Wash hands quickly, do not make eye contact.
He washes his hands in this sink.
“Ah….you mean….contempolaly author….sss?”
Move. Grab the door handle. Move. Open it. Move, away….oh god…I just realized, he had moved to a urinal and had begun, had EXECUTED all the motions connected with a piss but unless I’m mistaken, had not actually PISSED. He was, deargodmaryandjoseph, FAKING A PISS TO ASK ME THE SAME FUCKING QUESTIONS HE HAD ASKED ME OVER AND OVER AGAIN BEFORE.
flee Eric. Flee.
Vending machine. Hit the vending machine. Fuck. hands SHAKING, SHAKING, get the change, dropped a ten yen coin: Fuck it.
hands shaking…need….to get ….DAMN YOU!
NO CORN SOUP!!!!!
They only stalk it in the winter time.

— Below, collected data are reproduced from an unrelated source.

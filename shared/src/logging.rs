//! Shared logging utilities for consistent tracing across the harness

use crate::types::ProcessId;
use chrono::{DateTime, Utc};
use tracing::{error, info, warn};

/// Build the env-filter directive string for the harness crates
pub fn filter_directives(log_level: Option<&str>) -> String {
    let base_level = log_level.unwrap_or("info");
    format!("tester={base_level},shared={base_level},reqwest=warn,hyper=warn")
}

/// Initialize tracing subscriber with an optional log level
pub fn init_tracing_with_level(log_level: Option<&str>) {
    use tracing_subscriber::{EnvFilter, fmt};

    let level_filter = filter_directives(log_level);

    // try_init: integration tests may install a subscriber more than once
    let _ = fmt()
        .with_env_filter(EnvFilter::new(&level_filter))
        .with_target(true)
        .with_thread_ids(false)
        .with_file(false)
        .with_line_number(false)
        .try_init();
}

/// Initialize tracing subscriber at the default level
pub fn init_tracing() {
    init_tracing_with_level(None);
}

/// Get formatted timestamp for consistent logging
pub fn format_timestamp() -> String {
    let now: DateTime<Utc> = Utc::now();
    now.format("%H:%M:%S%.3f").to_string()
}

/// Keep only the last `max_lines` lines of captured output
pub fn tail_lines(output: &str, max_lines: usize) -> String {
    let lines: Vec<&str> = output.lines().collect();
    let start = lines.len().saturating_sub(max_lines);
    lines[start..].join("\n")
}

/// Macro for process-aware info logging
#[macro_export]
macro_rules! process_info {
    ($process_id:expr, $($arg:tt)*) => {
        tracing::info!(
            process = %$process_id,
            timestamp = shared::logging::format_timestamp(),
            $($arg)*
        );
    };
}

/// Macro for process-aware warning logging
#[macro_export]
macro_rules! process_warn {
    ($process_id:expr, $($arg:tt)*) => {
        tracing::warn!(
            process = %$process_id,
            timestamp = shared::logging::format_timestamp(),
            $($arg)*
        );
    };
}

/// Macro for process-aware error logging
#[macro_export]
macro_rules! process_error {
    ($process_id:expr, $($arg:tt)*) => {
        tracing::error!(
            process = %$process_id,
            timestamp = shared::logging::format_timestamp(),
            $($arg)*
        );
    };
}

/// Macro for process-aware debug logging
#[macro_export]
macro_rules! process_debug {
    ($process_id:expr, $($arg:tt)*) => {
        tracing::debug!(
            process = %$process_id,
            timestamp = shared::logging::format_timestamp(),
            $($arg)*
        );
    };
}

/// Contextual logging helper for startup messages
pub fn log_startup(process_id: &ProcessId, details: &str) {
    info!(
        process = %process_id,
        timestamp = format_timestamp(),
        "🚀 Starting {}",
        details
    );
}

/// Contextual logging helper for shutdown messages
pub fn log_shutdown(process_id: &ProcessId, reason: &str) {
    info!(
        process = %process_id,
        timestamp = format_timestamp(),
        "🛑 Shutting down: {}",
        reason
    );
}

/// Contextual logging helper for error conditions
pub fn log_error(process_id: &ProcessId, context: &str, error: &dyn std::fmt::Display) {
    error!(
        process = %process_id,
        timestamp = format_timestamp(),
        error = %error,
        "❌ {} failed: {}",
        context,
        error
    );
}

/// Contextual logging helper for success conditions
pub fn log_success(process_id: &ProcessId, message: &str) {
    info!(
        process = %process_id,
        timestamp = format_timestamp(),
        "✅ {}",
        message
    );
}

/// Dump the tail of a child's captured output, one log line per output line
pub fn log_captured_output(process_id: &ProcessId, output: &str, max_lines: usize) {
    if output.trim().is_empty() {
        warn!(process = %process_id, timestamp = format_timestamp(), "📭 No output captured");
        return;
    }

    warn!(
        process = %process_id,
        timestamp = format_timestamp(),
        "📜 Last {} lines of captured output:",
        max_lines
    );
    for line in tail_lines(output, max_lines).lines() {
        warn!(process = %process_id, "  {}", line);
    }
}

Damn….damn and then I can’t handle it and let out a deep, throaty “FUCK”.
I whirl around to 180 degrees, my body locked in a combat position, my eyes wild, my face flushed and sweat streaming now from my brow despite it being cool, only to encounter two 14-year-old girls from one of my classes standing there, mouths slightly agape, staring at me with utter bewilderment. Staring with big, brown, almond shaped eyes. Telling me without words: we are BEWILDERED.
A moment passes. My eyes shift from one of them to the other. They look at me. Then another moment slides by and one of them, the one on the right, maybe her name is Ayu says “em, Eric, your pants….”
What the fuck are you suggesting you little tart? is this place full of nothing but deranged faggots and under age prosies?!?! JESUS!!!
Then, she extends a small boned, tiny little index pointer finger toward my crotch.
I notice her Mickey mouse wrist watch.
I notice her small hands.
In slow motion, my eyes move down and I realize, with difficulty, that my fly is completely wide open. A wave of lead heavy, ice-cold horror drifts into my lungs as the other girl named Maiko or Mako or something speaks: “eww, it smells bad, like…pee : (“ Her little nose scrunches up, and she looks left then right then….
Both of them stare at me. Their Mouths closed tight. Their Eyes slightly squinting. Their Body language suddenly on the defensive. My sweat trickles down the side of my face onto my lips. It trickles down my back under my belt. It rolls down my chest to my abdomen.
I inhale pulling in a long breath with my nose as the three of us hold this tense eye contact.
It does smell like urine.
I make an abrupt right face and as I long stride out of the corridor toward the teachers room I mumble something like “Aren’t you two supposed to be in class? Jesus.”
On the train home, I notice, with a mixture of embarrassment and relief, that nobody sits next to me for very long.